September 3, 2024, 6:37 am | Read time: 3 minutes
Many people associate hiking with natural landscapes – but Leipzig’s Neuseenland is quite different. Where lignite was once mined, visitors can now marvel at the unique scenery on hiking tours. Here is how an abandoned place is being rediscovered.
Wide open spaces and desolate dumps, somewhere between a highway and a central landfill site: anyone visiting the Mining Technology Park in Leipzig’s Neuseenland can safely throw out all notions of parklands. Instead, they get a feel for the gigantomania of open-cast lignite mining, which once shaped the region and now gives it a whole new face. Hiking in Leipzig’s Neuseenland is a unique experience.

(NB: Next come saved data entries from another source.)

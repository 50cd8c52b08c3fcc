//! Order placement flows: server-side pricing, precondition failures,
//! snapshot immutability

mod common;

use shared::currency::Currency;
use shared::models::ProductUpdate;
use store_server::AppError;
use store_server::carts::CartService;
use store_server::checkout::CheckoutService;
use store_server::db::repository::{CartRepository, OrderRepository, ProductRepository};

use shared::types::Language;

const EN: Language = Language::En;
const INR: Currency = Currency::Inr;

#[tokio::test]
async fn places_order_with_frozen_variation_prices_and_clears_cart() {
    let tmp = tempfile::tempdir().unwrap();
    let db = common::open_test_db(tmp.path()).await;
    let ring = common::seed_product(&db, common::ring_create("ring-001")).await;
    let pendant = common::seed_product(&db, common::plain_create("pendant-1", 5000)).await;
    let ring_id = ring.id.clone().unwrap();
    let pendant_id = pendant.id.clone().unwrap();
    let user = common::seed_user(&db, "buyer@example.com").await;
    let user_id = user.id.clone().unwrap();

    let carts = CartService::new(db.clone());
    carts
        .add_item(&user_id, &ring_id, Some("RNG-18K-8"), 2, EN, INR)
        .await
        .unwrap();
    carts
        .add_item(&user_id, &pendant_id, None, 1, EN, INR)
        .await
        .unwrap();

    let checkout = CheckoutService::new(db.clone());
    let order = checkout
        .place_order(&user_id, "addr-1", Currency::Usd)
        .await
        .unwrap();

    // 2 * 9000 (variation price) + 5000 (base price)
    assert_eq!(order.total_amount_inr, 23000);
    assert_eq!(order.computed_total_inr(), order.total_amount_inr);
    assert_eq!(order.currency_at_purchase, "USD");
    assert_eq!(order.items.len(), 2);
    let ring_item = order
        .items
        .iter()
        .find(|i| i.variation_name.as_deref() == Some("RNG-18K-8"))
        .unwrap();
    assert_eq!(ring_item.unit_price_inr, 9000);
    assert_eq!(ring_item.name, "Heritage Ring");
    assert_eq!(order.shipping_address.city, "Mumbai");

    // The cart was emptied, not deleted
    let cart = CartRepository::new(db.clone())
        .find_by_user(&user_id)
        .await
        .unwrap()
        .unwrap();
    assert!(cart.items.is_empty());
}

#[tokio::test]
async fn empty_cart_aborts_placement() {
    let tmp = tempfile::tempdir().unwrap();
    let db = common::open_test_db(tmp.path()).await;
    let user = common::seed_user(&db, "buyer@example.com").await;
    let user_id = user.id.clone().unwrap();

    let checkout = CheckoutService::new(db.clone());
    let err = checkout
        .place_order(&user_id, "addr-1", INR)
        .await
        .unwrap_err();
    assert!(matches!(err, AppError::BusinessRule(_)), "got {err:?}");
    assert_eq!(err.to_string(), "Business rule violation: Your cart is empty");
}

#[tokio::test]
async fn all_dangling_lines_fail_with_no_valid_items_and_leave_cart_untouched() {
    let tmp = tempfile::tempdir().unwrap();
    let db = common::open_test_db(tmp.path()).await;
    let doomed = common::seed_product(&db, common::plain_create("doomed-1", 2000)).await;
    let doomed_id = doomed.id.clone().unwrap();
    let user = common::seed_user(&db, "buyer@example.com").await;
    let user_id = user.id.clone().unwrap();

    let carts = CartService::new(db.clone());
    carts
        .add_item(&user_id, &doomed_id, None, 1, EN, INR)
        .await
        .unwrap();

    // The product disappears after it was added
    ProductRepository::new(db.clone())
        .delete_by_slug("doomed-1")
        .await
        .unwrap();

    let checkout = CheckoutService::new(db.clone());
    let err = checkout
        .place_order(&user_id, "addr-1", INR)
        .await
        .unwrap_err();
    assert!(matches!(err, AppError::BusinessRule(_)), "got {err:?}");
    assert_eq!(
        err.to_string(),
        "Business rule violation: No valid items in cart"
    );

    // Placement aborted before the clear step: the cart still holds the line
    let cart = CartRepository::new(db.clone())
        .find_by_user(&user_id)
        .await
        .unwrap()
        .unwrap();
    assert_eq!(cart.items.len(), 1);

    // And no zero-item order was created
    let orders = OrderRepository::new(db.clone())
        .find_by_user(&user_id)
        .await
        .unwrap();
    assert!(orders.is_empty());
}

#[tokio::test]
async fn partially_dangling_carts_skip_only_the_dead_lines() {
    let tmp = tempfile::tempdir().unwrap();
    let db = common::open_test_db(tmp.path()).await;
    let keep = common::seed_product(&db, common::plain_create("keep-1", 3000)).await;
    let doomed = common::seed_product(&db, common::plain_create("doomed-1", 2000)).await;
    let keep_id = keep.id.clone().unwrap();
    let doomed_id = doomed.id.clone().unwrap();
    let user = common::seed_user(&db, "buyer@example.com").await;
    let user_id = user.id.clone().unwrap();

    let carts = CartService::new(db.clone());
    carts.add_item(&user_id, &keep_id, None, 2, EN, INR).await.unwrap();
    carts.add_item(&user_id, &doomed_id, None, 1, EN, INR).await.unwrap();

    ProductRepository::new(db.clone())
        .delete_by_slug("doomed-1")
        .await
        .unwrap();

    let order = CheckoutService::new(db.clone())
        .place_order(&user_id, "addr-1", INR)
        .await
        .unwrap();
    assert_eq!(order.items.len(), 1);
    assert_eq!(order.total_amount_inr, 6000);
}

#[tokio::test]
async fn unknown_address_aborts_placement() {
    let tmp = tempfile::tempdir().unwrap();
    let db = common::open_test_db(tmp.path()).await;
    let pendant = common::seed_product(&db, common::plain_create("pendant-1", 5000)).await;
    let pendant_id = pendant.id.clone().unwrap();
    let user = common::seed_user(&db, "buyer@example.com").await;
    let user_id = user.id.clone().unwrap();

    let carts = CartService::new(db.clone());
    carts
        .add_item(&user_id, &pendant_id, None, 1, EN, INR)
        .await
        .unwrap();

    let err = CheckoutService::new(db.clone())
        .place_order(&user_id, "addr-404", INR)
        .await
        .unwrap_err();
    assert!(matches!(err, AppError::NotFound(_)), "got {err:?}");

    // Aborted with no partial effect
    let cart = CartRepository::new(db.clone())
        .find_by_user(&user_id)
        .await
        .unwrap()
        .unwrap();
    assert_eq!(cart.items.len(), 1);
}

#[tokio::test]
async fn order_snapshot_survives_later_price_changes() {
    let tmp = tempfile::tempdir().unwrap();
    let db = common::open_test_db(tmp.path()).await;
    let pendant = common::seed_product(&db, common::plain_create("pendant-1", 5000)).await;
    let pendant_id = pendant.id.clone().unwrap();
    let user = common::seed_user(&db, "buyer@example.com").await;
    let user_id = user.id.clone().unwrap();

    let carts = CartService::new(db.clone());
    carts
        .add_item(&user_id, &pendant_id, None, 2, EN, INR)
        .await
        .unwrap();

    let order = CheckoutService::new(db.clone())
        .place_order(&user_id, "addr-1", INR)
        .await
        .unwrap();
    let order_id = order.id.clone().unwrap();
    assert_eq!(order.total_amount_inr, 10000);

    // Reprice the product after the purchase
    ProductRepository::new(db.clone())
        .update_by_slug(
            "pendant-1",
            ProductUpdate {
                base_price_inr: Some(99000),
                ..Default::default()
            },
        )
        .await
        .unwrap();

    let reloaded = OrderRepository::new(db.clone())
        .find_by_id(&order_id)
        .await
        .unwrap()
        .unwrap();
    assert_eq!(reloaded.total_amount_inr, 10000);
    assert_eq!(reloaded.items[0].unit_price_inr, 5000);
    assert_eq!(reloaded.computed_total_inr(), reloaded.total_amount_inr);
}

#[tokio::test]
async fn order_history_is_scoped_to_the_identity() {
    let tmp = tempfile::tempdir().unwrap();
    let db = common::open_test_db(tmp.path()).await;
    let pendant = common::seed_product(&db, common::plain_create("pendant-1", 5000)).await;
    let pendant_id = pendant.id.clone().unwrap();
    let buyer = common::seed_user(&db, "buyer@example.com").await;
    let other = common::seed_user(&db, "other@example.com").await;
    let buyer_id = buyer.id.clone().unwrap();
    let other_id = other.id.clone().unwrap();

    let carts = CartService::new(db.clone());
    carts
        .add_item(&buyer_id, &pendant_id, None, 1, EN, INR)
        .await
        .unwrap();
    let order = CheckoutService::new(db.clone())
        .place_order(&buyer_id, "addr-1", INR)
        .await
        .unwrap();
    let order_id = order.id.clone().unwrap();

    let orders = OrderRepository::new(db.clone());
    assert!(orders.find_for_user(&order_id, &buyer_id).await.unwrap().is_some());
    assert!(orders.find_for_user(&order_id, &other_id).await.unwrap().is_none());
    assert!(orders.find_by_user(&other_id).await.unwrap().is_empty());
}
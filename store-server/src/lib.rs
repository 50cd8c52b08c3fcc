//! Swarna Store Server - jewellery storefront backend
//!
//! # Architecture
//!
//! The server is a thin HTTP layer over an embedded document database;
//! the interesting logic lives in variant resolution, cart consistency
//! and order snapshotting:
//!
//! - **Catalog** (`db/repository/product`): product lookups by slug,
//!   id and id-set; admin mutations. Never mutated by the cart/order core.
//! - **Carts** (`carts`): the per-identity cart aggregate — merge-adds,
//!   quantity updates, materialized views with dangling-reference
//!   pruning, and the login-time sync/reconciliation merge.
//! - **Checkout** (`checkout`): converts a validated cart into an
//!   immutable order snapshot with server-side pricing.
//! - **Auth** (`auth`): JWT + Argon2; supplies the trusted identity to
//!   every cart/order operation.
//!
//! # Module structure
//!
//! ```text
//! store-server/src/
//! ├── core/          # Config, state, server
//! ├── auth/          # JWT service, extractor
//! ├── api/           # HTTP routes and handlers
//! ├── carts/         # Cart service, views, sync/reconciliation
//! ├── checkout/      # Order snapshot builder
//! ├── db/            # Database layer and repositories
//! └── utils/         # Errors, logging, validation
//! ```

pub mod api;
pub mod auth;
pub mod carts;
pub mod checkout;
pub mod core;
pub mod db;
pub mod utils;

// Re-export public types
pub use auth::{CurrentUser, JwtService};
pub use crate::core::{Config, Server, ServerState};
pub use utils::{AppError, AppResult};
pub use utils::logger::init_logger;
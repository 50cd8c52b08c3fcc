//! Logging Infrastructure
//!
//! Structured logging via `tracing`, filtered through `RUST_LOG`.

use tracing_subscriber::EnvFilter;

/// Initialize the logger
///
/// Level defaults to `info`; override with `RUST_LOG`
/// (e.g. `RUST_LOG=store_server=debug`).
pub fn init_logger() {
    let filter = EnvFilter::try_from_default_env().unwrap_or_else(|_| EnvFilter::new("info"));

    tracing_subscriber::fmt()
        .with_env_filter(filter)
        .with_file(false)
        .with_line_number(false)
        .with_thread_ids(false)
        .with_target(false)
        .init();
}
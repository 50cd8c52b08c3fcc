//! Login-time sync/reconciliation flows

mod common;

use shared::client::{LocalCartItem, SyncState};
use store_server::carts::SyncService;
use store_server::db::repository::{CartRepository, WishlistRepository};

fn local(product_id: &str, quantity: u32) -> LocalCartItem {
    LocalCartItem {
        product_id: product_id.to_string(),
        variation_key: None,
        quantity,
    }
}

#[tokio::test]
async fn merge_is_additive_not_replacing() {
    let tmp = tempfile::tempdir().unwrap();
    let db = common::open_test_db(tmp.path()).await;
    let a = common::seed_product(&db, common::plain_create("item-a", 1000)).await;
    let b = common::seed_product(&db, common::plain_create("item-b", 2000)).await;
    let a_id = a.id.clone().unwrap();
    let b_id = b.id.clone().unwrap();

    // Persisted cart already holds (A, 3)
    let mut persisted = shared::models::Cart::new("user:u1");
    persisted.add_item(&a_id, None, 3);
    CartRepository::new(db.clone()).upsert(&persisted).await.unwrap();

    // Anonymous cart brings (A, 1) and (B, 2)
    let service = SyncService::new(db.clone());
    let unified = service
        .sync(
            "user:u1",
            SyncState {
                cart: vec![local(&a_id, 1), local(&b_id, 2)],
                wishlist: Vec::new(),
            },
        )
        .await
        .unwrap();

    // Post-sync: (A, 4), (B, 2)
    assert_eq!(unified.cart.len(), 2);
    let qty_a = unified.cart.iter().find(|l| l.product_id == a_id).unwrap().quantity;
    let qty_b = unified.cart.iter().find(|l| l.product_id == b_id).unwrap().quantity;
    assert_eq!(qty_a, 4);
    assert_eq!(qty_b, 2);

    // The unified state equals what was persisted
    let stored = CartRepository::new(db.clone())
        .find_by_user("user:u1")
        .await
        .unwrap()
        .unwrap();
    assert_eq!(stored.items.len(), 2);
}

#[tokio::test]
async fn variation_keys_stay_distinct_through_merge() {
    let tmp = tempfile::tempdir().unwrap();
    let db = common::open_test_db(tmp.path()).await;
    let ring = common::seed_product(&db, common::ring_create("ring-001")).await;
    let ring_id = ring.id.clone().unwrap();

    let mut persisted = shared::models::Cart::new("user:u1");
    persisted.add_item(&ring_id, Some("RNG-18K-8"), 1);
    CartRepository::new(db.clone()).upsert(&persisted).await.unwrap();

    let service = SyncService::new(db.clone());
    let unified = service
        .sync(
            "user:u1",
            SyncState {
                cart: vec![
                    LocalCartItem {
                        product_id: ring_id.clone(),
                        variation_key: Some("RNG-18K-8".to_string()),
                        quantity: 1,
                    },
                    LocalCartItem {
                        product_id: ring_id.clone(),
                        variation_key: Some("RNG-22K-10".to_string()),
                        quantity: 1,
                    },
                ],
                wishlist: Vec::new(),
            },
        )
        .await
        .unwrap();

    assert_eq!(unified.cart.len(), 2);
    let first = unified
        .cart
        .iter()
        .find(|l| l.variation_key.as_deref() == Some("RNG-18K-8"))
        .unwrap();
    assert_eq!(first.quantity, 2);
}

#[tokio::test]
async fn unknown_products_are_silently_skipped() {
    let tmp = tempfile::tempdir().unwrap();
    let db = common::open_test_db(tmp.path()).await;
    let a = common::seed_product(&db, common::plain_create("item-a", 1000)).await;
    let a_id = a.id.clone().unwrap();

    let service = SyncService::new(db.clone());
    let unified = service
        .sync(
            "user:u1",
            SyncState {
                cart: vec![local(&a_id, 1), local("product:expired", 5)],
                wishlist: vec![a_id.clone(), "product:expired".to_string()],
            },
        )
        .await
        .unwrap();

    assert_eq!(unified.cart.len(), 1);
    assert_eq!(unified.cart[0].product_id, a_id);
    assert_eq!(unified.wishlist, vec![a_id]);
}

#[tokio::test]
async fn sync_prunes_persisted_dangling_lines() {
    let tmp = tempfile::tempdir().unwrap();
    let db = common::open_test_db(tmp.path()).await;
    let a = common::seed_product(&db, common::plain_create("item-a", 1000)).await;
    let a_id = a.id.clone().unwrap();

    // Persisted cart references a product that no longer exists
    let mut persisted = shared::models::Cart::new("user:u1");
    persisted.add_item(&a_id, None, 1);
    persisted.add_item("product:longgone", None, 2);
    CartRepository::new(db.clone()).upsert(&persisted).await.unwrap();

    let service = SyncService::new(db.clone());
    let unified = service
        .sync("user:u1", SyncState::default())
        .await
        .unwrap();

    assert_eq!(unified.cart.len(), 1);
    let stored = CartRepository::new(db.clone())
        .find_by_user("user:u1")
        .await
        .unwrap()
        .unwrap();
    assert_eq!(stored.items.len(), 1);
    assert_eq!(stored.items[0].product_id, a_id);
}

#[tokio::test]
async fn wishlist_merge_is_a_set_union() {
    let tmp = tempfile::tempdir().unwrap();
    let db = common::open_test_db(tmp.path()).await;
    let a = common::seed_product(&db, common::plain_create("item-a", 1000)).await;
    let b = common::seed_product(&db, common::plain_create("item-b", 2000)).await;
    let a_id = a.id.clone().unwrap();
    let b_id = b.id.clone().unwrap();

    let mut persisted = shared::models::Wishlist::new("user:u1");
    persisted.insert(&a_id);
    WishlistRepository::new(db.clone()).upsert(&persisted).await.unwrap();

    let service = SyncService::new(db.clone());
    let unified = service
        .sync(
            "user:u1",
            SyncState {
                cart: Vec::new(),
                wishlist: vec![a_id.clone(), b_id.clone()],
            },
        )
        .await
        .unwrap();

    assert_eq!(unified.wishlist.len(), 2);
    assert!(unified.wishlist.contains(&a_id));
    assert!(unified.wishlist.contains(&b_id));
}
//! JWT Extractor
//!
//! Custom extractor that validates the bearer token and yields the
//! current user to protected handlers.

use axum::{extract::FromRequestParts, http::request::Parts};

use crate::auth::{CurrentUser, JwtError, JwtService};
use crate::core::ServerState;
use crate::utils::AppError;

impl FromRequestParts<ServerState> for CurrentUser {
    type Rejection = AppError;

    async fn from_request_parts(
        parts: &mut Parts,
        state: &ServerState,
    ) -> Result<Self, Self::Rejection> {
        // Reuse a user another extractor already resolved
        if let Some(user) = parts.extensions.get::<CurrentUser>() {
            return Ok(user.clone());
        }

        let auth_header = parts
            .headers
            .get(http::header::AUTHORIZATION)
            .and_then(|h| h.to_str().ok());

        let token = match auth_header {
            Some(header) => JwtService::extract_from_header(header)
                .ok_or_else(|| AppError::invalid_token("Invalid authorization header"))?,
            None => return Err(AppError::unauthorized()),
        };

        match state.get_jwt_service().validate_token(token) {
            Ok(claims) => {
                let user = CurrentUser::from(claims);
                parts.extensions.insert(user.clone());
                Ok(user)
            }
            Err(e) => {
                tracing::warn!(target: "auth", error = %e, uri = %parts.uri, "auth failed");
                match e {
                    JwtError::ExpiredToken => Err(AppError::token_expired()),
                    _ => Err(AppError::invalid_token("Invalid token")),
                }
            }
        }
    }
}
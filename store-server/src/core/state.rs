use std::sync::Arc;

use surrealdb::Surreal;
use surrealdb::engine::local::Db;

use crate::auth::JwtService;
use crate::core::Config;
use crate::db::DbService;
use crate::utils::AppError;

/// Server state - shared references to every service
///
/// Cloning is cheap (`Arc` / handle clones); one copy travels with each
/// request through the axum state.
#[derive(Clone, Debug)]
pub struct ServerState {
    /// Server configuration
    pub config: Config,
    /// Embedded document database (SurrealDB)
    pub db: Surreal<Db>,
    /// JWT token service
    pub jwt_service: Arc<JwtService>,
}

impl ServerState {
    pub fn new(config: Config, db: Surreal<Db>, jwt_service: Arc<JwtService>) -> Self {
        Self {
            config,
            db,
            jwt_service,
        }
    }

    /// Initialize server state: working directory, database, services
    pub async fn initialize(config: &Config) -> Result<Self, AppError> {
        let db_dir = config.database_dir();
        std::fs::create_dir_all(&db_dir)
            .map_err(|e| AppError::internal(format!("Failed to create work directory: {e}")))?;

        let db_service = DbService::new(&db_dir.join("store.db")).await?;
        let jwt_service = Arc::new(JwtService::with_config(config.jwt.clone()));

        Ok(Self::new(config.clone(), db_service.db, jwt_service))
    }

    pub fn get_db(&self) -> Surreal<Db> {
        self.db.clone()
    }

    pub fn get_jwt_service(&self) -> Arc<JwtService> {
        self.jwt_service.clone()
    }
}
//! Order Repository
//!
//! Orders are written once at placement and only their status field is
//! ever updated afterwards; the item snapshots stay immutable.

use surrealdb::Surreal;
use surrealdb::engine::local::Db;

use shared::models::{Order, OrderStatus};
use shared::util::now_millis;

use super::{BaseRepository, RepoError, RepoResult, record_key};

const ORDER_FIELDS: &str = "<string>id AS id, user_id, items, shipping_address, \
     total_amount_inr, currency_at_purchase, payment_status, order_status, \
     created_at, updated_at";

#[derive(Clone)]
pub struct OrderRepository {
    base: BaseRepository,
}

impl OrderRepository {
    pub fn new(db: Surreal<Db>) -> Self {
        Self {
            base: BaseRepository::new(db),
        }
    }

    pub async fn create(&self, order: Order) -> RepoResult<Order> {
        let key = uuid::Uuid::new_v4().simple().to_string();
        let mut doc = order;
        doc.id = None;

        self.base
            .db()
            .query("CREATE type::thing('order', $key) CONTENT $data RETURN NONE")
            .bind(("key", key.clone()))
            .bind(("data", doc))
            .await?
            .check()?;

        self.find_by_id(&format!("order:{key}"))
            .await?
            .ok_or_else(|| RepoError::Database("Created order not readable".to_string()))
    }

    pub async fn find_by_id(&self, order_id: &str) -> RepoResult<Option<Order>> {
        let mut result = self
            .base
            .db()
            .query(format!(
                "SELECT {ORDER_FIELDS} FROM type::thing('order', $key)"
            ))
            .bind(("key", record_key(order_id).to_string()))
            .await?;
        let orders: Vec<Order> = result.take(0)?;
        Ok(orders.into_iter().next())
    }

    /// Order detail scoped to its owner (lookup never leaks across users)
    pub async fn find_for_user(
        &self,
        order_id: &str,
        user_id: &str,
    ) -> RepoResult<Option<Order>> {
        Ok(self
            .find_by_id(order_id)
            .await?
            .filter(|o| o.user_id == user_id))
    }

    /// Order history for an identity, newest first
    pub async fn find_by_user(&self, user_id: &str) -> RepoResult<Vec<Order>> {
        let mut result = self
            .base
            .db()
            .query(format!(
                "SELECT {ORDER_FIELDS} FROM order WHERE user_id = $user_id \
                 ORDER BY created_at DESC"
            ))
            .bind(("user_id", user_id.to_string()))
            .await?;
        Ok(result.take(0)?)
    }

    pub async fn update_status(&self, order_id: &str, status: OrderStatus) -> RepoResult<()> {
        self.base
            .db()
            .query(
                "UPDATE type::thing('order', $key) \
                 SET order_status = $status, updated_at = $now RETURN NONE",
            )
            .bind(("key", record_key(order_id).to_string()))
            .bind(("status", status))
            .bind(("now", now_millis()))
            .await?
            .check()?;
        Ok(())
    }
}
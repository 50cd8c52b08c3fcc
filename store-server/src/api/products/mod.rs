//! Product API Module
//!
//! Catalog browsing for the storefront plus admin-only mutations.

mod handler;

use axum::{
    Router,
    routing::{delete, get, post, put},
};

use crate::core::ServerState;

pub fn router() -> Router<ServerState> {
    Router::new().nest("/api/products", routes())
}

fn routes() -> Router<ServerState> {
    Router::new()
        .route("/", get(handler::list))
        .route("/", post(handler::create))
        .route("/{slug}", get(handler::get_by_slug))
        .route("/{slug}", put(handler::update))
        .route("/{slug}", delete(handler::remove))
}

“The Bavarians have the mountains and the lakes. We Leipzigers create them ourselves,” says Henry May from the Mining Technology Park. The tanned tour guide with strong hands and a soft Saxon dialect could easily be a miner. But he only pretends to be one to make people think about the villages that were dredged up and the people who were resettled. So that the “GDR’s hunger for energy could be satisfied,” as he emphasizes. Now there are 40 square kilometers of green dumps and flooded open-cast mining pits.
Leipzig created its own water-hiking country
Wolfgang Flohr is not the only one who is convinced that Leipzig can create its own water hiking region. Ten years ago, he was looking for a tour that would connect the region’s special features, viewpoints, and attractions and make them better known. A year later, he launched the first Seven Lakes Hike. Today, there are guided tours between five and 104 kilometers in length, day and night. For so many hikers, wide, firm paths and compromises are required.
Like the tour to the Trages slag heap, which has the highest elevation in the area. However, the route there leads along the B95 federal highway. Claudia Siebeck is therefore designing a new hiking trail for the Leipzig Region Tourism Association. It will connect seven lakes but will avoid main roads and asphalt. “I based it on the criteria of the German Hiking Association,” she says.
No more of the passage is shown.